(Supplied data Opens)

//! Structured logging infrastructure for dbmsg

use serde::{Deserialize, Serialize};
use tracing_subscriber::{
    fmt::{self, format::FmtSpan},
    layer::SubscriberExt,
    util::SubscriberInitExt,
    EnvFilter,
};

/// Configuration for the logging system
#[derive(Debug, Clone, PartialEq, Eq, Serialize, Deserialize)]
#[serde(default)]
pub struct LoggingConfig {
    /// Log level filter (e.g., "info", "debug", "dbmsg_i18n=trace")
    pub level: String,
    /// Whether to emit one JSON object per line
    pub json_format: bool,
    /// Whether to enable pretty formatting with colors
    pub pretty_format: bool,
    /// Optional file path for log output
    pub file_path: Option<String>,
    /// Whether to include spans in the output
    pub include_spans: bool,
    /// Whether to include target module information
    pub include_targets: bool,
}

impl Default for LoggingConfig {
    fn default() -> Self {
        Self {
            level: "info".to_string(),
            json_format: false,
            pretty_format: false,
            file_path: None,
            include_spans: false,
            include_targets: true,
        }
    }
}

/// Initialize the tracing subscriber with the given configuration.
///
/// Without a file path, events go to stderr so command output stays clean.
pub fn init_logging(config: LoggingConfig) -> Result<(), Box<dyn std::error::Error + Send + Sync>> {
    let env_filter = EnvFilter::try_new(&config.level).or_else(|_| EnvFilter::try_new("info"))?;

    let span_events = if config.include_spans {
        FmtSpan::NEW | FmtSpan::CLOSE
    } else {
        FmtSpan::NONE
    };

    let registry = tracing_subscriber::registry().with(env_filter);

    let file = match &config.file_path {
        Some(path) => Some(
            std::fs::OpenOptions::new()
                .create(true)
                .append(true)
                .open(path)?,
        ),
        None => None,
    };

    if config.json_format {
        let layer = fmt::layer()
            .with_span_events(span_events)
            .with_target(config.include_targets)
            .json();

        match file {
            Some(file) => registry.with(layer.with_writer(file)).try_init()?,
            None => registry.with(layer.with_writer(std::io::stderr)).try_init()?,
        }
    } else if config.pretty_format {
        let layer = fmt::layer()
            .pretty()
            .with_span_events(span_events)
            .with_target(config.include_targets);

        match file {
            Some(file) => registry
                .with(layer.with_ansi(false).with_writer(file))
                .try_init()?,
            None => registry.with(layer.with_writer(std::io::stderr)).try_init()?,
        }
    } else {
        let layer = fmt::layer()
            .with_span_events(span_events)
            .with_target(config.include_targets);

        match file {
            Some(file) => registry
                .with(layer.with_ansi(false).with_writer(file))
                .try_init()?,
            None => registry.with(layer.with_writer(std::io::stderr)).try_init()?,
        }
    }

    Ok(())
}

/// Initialize logging with default configuration
pub fn init_default_logging() -> Result<(), Box<dyn std::error::Error + Send + Sync>> {
    init_logging(LoggingConfig::default())
}

/// Initialize logging for development (pretty, debug level)
pub fn init_dev_logging() -> Result<(), Box<dyn std::error::Error + Send + Sync>> {
    init_logging(LoggingConfig {
        level: "debug".to_string(),
        pretty_format: true,
        include_spans: true,
        ..LoggingConfig::default()
    })
}
//! Common type definitions shared by the configuration layer and the cache.

use crate::error::DbMsgError;
use serde::{Deserialize, Deserializer, Serialize, Serializer};
use std::fmt;
use std::str::FromStr;
use std::time::Duration;

/// How long a loaded bundle may be served before the store is consulted again.
///
/// Mirrors the classic resource-bundle cache millis convention: `0` means
/// "never cache" (every resolve revalidates), any negative value means
/// "cache forever", and a positive value is a TTL in milliseconds.
#[derive(Debug, Clone, Copy, PartialEq, Eq, Hash, Default)]
pub enum CacheDuration {
    /// Revalidate on every access.
    Never,
    /// Never revalidate once loaded.
    #[default]
    Forever,
    /// Revalidate once the bundle is at least this old.
    Ttl(Duration),
}

impl CacheDuration {
    /// Build from the millisecond convention (`0`, negative, positive).
    pub fn from_millis(millis: i64) -> Self {
        match millis {
            0 => Self::Never,
            m if m < 0 => Self::Forever,
            m => Self::Ttl(Duration::from_millis(m.unsigned_abs())),
        }
    }

    /// The millisecond form of this duration (`-1` for forever).
    pub fn as_millis(&self) -> i64 {
        match self {
            Self::Never => 0,
            Self::Forever => -1,
            Self::Ttl(ttl) => i64::try_from(ttl.as_millis()).unwrap_or(i64::MAX),
        }
    }

    /// Whether a bundle loaded at `loaded_at` must be revalidated at `now`.
    ///
    /// Both timestamps are epoch milliseconds. A clock that moved backwards
    /// never expires a bundle early.
    pub fn is_expired(&self, loaded_at: i64, now: i64) -> bool {
        match self {
            Self::Never => true,
            Self::Forever => false,
            Self::Ttl(_) => now.saturating_sub(loaded_at) >= self.as_millis(),
        }
    }
}

impl fmt::Display for CacheDuration {
    fn fmt(&self, f: &mut fmt::Formatter<'_>) -> fmt::Result {
        match self {
            Self::Never => write!(f, "0"),
            Self::Forever => write!(f, "-1"),
            Self::Ttl(ttl) => write!(f, "{}ms", ttl.as_millis()),
        }
    }
}

impl FromStr for CacheDuration {
    type Err = DbMsgError;

    /// Parses `"500"`, `"500ms"`, `"10s"`, `"5m"`, `"1h"`, `"0"` or `"-1"`.
    /// A bare number is milliseconds.
    fn from_str(s: &str) -> Result<Self, Self::Err> {
        let trimmed = s.trim();
        let (digits, factor) = if let Some(rest) = trimmed.strip_suffix("ms") {
            (rest, 1)
        } else if let Some(rest) = trimmed.strip_suffix('s') {
            (rest, 1_000)
        } else if let Some(rest) = trimmed.strip_suffix('m') {
            (rest, 60_000)
        } else if let Some(rest) = trimmed.strip_suffix('h') {
            (rest, 3_600_000)
        } else {
            (trimmed, 1)
        };

        let value: i64 = digits.trim().parse().map_err(|e| {
            DbMsgError::config_with_source(format!("Invalid cache duration '{s}'"), e)
        })?;

        Ok(Self::from_millis(value.saturating_mul(factor)))
    }
}

impl Serialize for CacheDuration {
    fn serialize<S: Serializer>(&self, serializer: S) -> Result<S::Ok, S::Error> {
        serializer.serialize_str(&self.to_string())
    }
}

impl<'de> Deserialize<'de> for CacheDuration {
    fn deserialize<D: Deserializer<'de>>(deserializer: D) -> Result<Self, D::Error> {
        #[derive(Deserialize)]
        #[serde(untagged)]
        enum Raw {
            Millis(i64),
            Text(String),
        }

        match Raw::deserialize(deserializer)? {
            Raw::Millis(millis) => Ok(Self::from_millis(millis)),
            Raw::Text(text) => text.parse().map_err(serde::de::Error::custom),
        }
    }
}

#[cfg(test)]
mod tests {
    use super::*;

    #[test]
    fn test_from_millis_convention() {
        assert_eq!(CacheDuration::from_millis(0), CacheDuration::Never);
        assert_eq!(CacheDuration::from_millis(-1), CacheDuration::Forever);
        assert_eq!(CacheDuration::from_millis(-1000), CacheDuration::Forever);
        assert_eq!(
            CacheDuration::from_millis(500),
            CacheDuration::Ttl(Duration::from_millis(500))
        );
    }

    #[test]
    fn test_expiry() {
        let ttl = CacheDuration::from_millis(500);
        assert!(!ttl.is_expired(0, 100));
        assert!(!ttl.is_expired(0, 499));
        assert!(ttl.is_expired(0, 500));
        assert!(ttl.is_expired(0, 600));
        assert!(!ttl.is_expired(1_000, 900));

        assert!(CacheDuration::Never.is_expired(10, 10));
        assert!(!CacheDuration::Forever.is_expired(0, i64::MAX));
    }

    #[test]
    fn test_parse_units() {
        assert_eq!("500".parse::<CacheDuration>().unwrap().as_millis(), 500);
        assert_eq!("500ms".parse::<CacheDuration>().unwrap().as_millis(), 500);
        assert_eq!("10s".parse::<CacheDuration>().unwrap().as_millis(), 10_000);
        assert_eq!("5m".parse::<CacheDuration>().unwrap().as_millis(), 300_000);
        assert_eq!("1h".parse::<CacheDuration>().unwrap().as_millis(), 3_600_000);
        assert_eq!("0".parse::<CacheDuration>().unwrap(), CacheDuration::Never);
        assert_eq!("-1".parse::<CacheDuration>().unwrap(), CacheDuration::Forever);
        assert_eq!("-1s".parse::<CacheDuration>().unwrap(), CacheDuration::Forever);
        assert!("soon".parse::<CacheDuration>().is_err());
    }

    #[test]
    fn test_serde_accepts_numbers_and_strings() {
        let from_number: CacheDuration = serde_json::from_str("250").unwrap();
        assert_eq!(from_number.as_millis(), 250);

        let from_text: CacheDuration = serde_json::from_str("\"2s\"").unwrap();
        assert_eq!(from_text.as_millis(), 2_000);

        let serialized = serde_json::to_string(&from_text).unwrap();
        assert_eq!(serialized, "\"2000ms\"");
    }
}
//! Configuration schema definitions using serde with validation attributes.

use dbmsg_common::{comma_delimited_list, CacheDuration, LoggingConfig};
use serde::{Deserialize, Serialize};
use validator::Validate;

/// Main configuration structure.
#[derive(Debug, Clone, PartialEq, Eq, Serialize, Deserialize)]
#[serde(default)]
pub struct Config {
    /// Message source configuration.
    pub messages: MessagesConfig,
    /// Backing store configuration.
    pub store: StoreConfig,
    /// Logging configuration.
    pub logging: LoggingConfig,
}

/// Message source configuration.
#[derive(Debug, Clone, PartialEq, Eq, Serialize, Deserialize, Validate)]
#[serde(default)]
pub struct MessagesConfig {
    /// Comma-separated list of base bundle names, searched in order.
    #[validate(custom(
        function = "crate::validation::validate_basename_list",
        message = "At least one basename is required"
    ))]
    pub basename: String,

    /// How long a loaded bundle is served before the store is consulted.
    pub cache_duration: CacheDuration,

    /// Whether to try the default locale when the requested one has no bundle.
    pub fallback_to_default_locale: bool,

    /// Default locale tag (`en`, `en_US`, `en-US`); empty disables it.
    #[validate(custom(
        function = "crate::validation::validate_locale_tag",
        message = "Default locale must look like en, en_US or en-US"
    ))]
    pub default_locale: String,

    /// Whether a missing code resolves to the code itself.
    pub use_code_as_default_message: bool,

    /// Character encoding hint; values are always handled as decoded text.
    #[validate(custom(
        function = "crate::validation::validate_encoding",
        message = "Encoding must be a charset name such as UTF-8"
    ))]
    pub encoding: String,
}

impl MessagesConfig {
    /// The configured basenames, split and trimmed.
    pub fn basenames(&self) -> Vec<String> {
        comma_delimited_list(&self.basename)
    }

    /// The default locale, if one is configured.
    pub fn default_locale(&self) -> Option<&str> {
        let trimmed = self.default_locale.trim();
        (!trimmed.is_empty()).then_some(trimmed)
    }
}

/// Embedded store configuration.
#[derive(Debug, Clone, PartialEq, Eq, Serialize, Deserialize, Validate)]
#[serde(default)]
pub struct StoreConfig {
    /// Directory of the sled database.
    #[validate(length(min = 1, message = "Store path cannot be empty"))]
    pub path: String,

    /// Name of the tree holding bundle records.
    #[validate(length(min = 1, message = "Store tree name cannot be empty"))]
    pub tree: String,
}
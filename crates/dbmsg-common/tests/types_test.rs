//! Property tests for the cache duration policy and shared helpers.

use dbmsg_common::{comma_delimited_list, CacheDuration};
use proptest::prelude::*;

proptest! {
    #[test]
    fn ttl_expiry_is_monotonic_in_time(
        ttl in 1i64..100_000,
        loaded_at in 0i64..1_000_000,
        elapsed in 0i64..200_000,
        extra in 0i64..200_000,
    ) {
        let policy = CacheDuration::from_millis(ttl);
        let now = loaded_at + elapsed;
        if policy.is_expired(loaded_at, now) {
            prop_assert!(policy.is_expired(loaded_at, now + extra));
        }
        prop_assert_eq!(policy.is_expired(loaded_at, now), elapsed >= ttl);
    }

    #[test]
    fn forever_never_expires(loaded_at in any::<i64>(), now in any::<i64>()) {
        prop_assert!(!CacheDuration::from_millis(-1).is_expired(loaded_at, now));
    }

    #[test]
    fn basename_lists_never_contain_blank_items(input in "[a-z ,]{0,40}") {
        for item in comma_delimited_list(&input) {
            prop_assert!(!item.is_empty());
            prop_assert_eq!(item.trim(), item.as_str());
        }
    }
}

#[test]
fn test_yaml_duration_forms() {
    let forever: CacheDuration = serde_yaml::from_str("-1").unwrap();
    assert_eq!(forever, CacheDuration::Forever);

    let never: CacheDuration = serde_yaml::from_str("0").unwrap();
    assert_eq!(never, CacheDuration::Never);

    let ttl: CacheDuration = serde_yaml::from_str("30s").unwrap();
    assert_eq!(ttl.as_millis(), 30_000);
}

(Supplied data Closes)

Throughout the records above, find the lines in which the word "configured" appears and return them.

    /// The configured basenames, split and trimmed.
    /// The default locale, if one is configured.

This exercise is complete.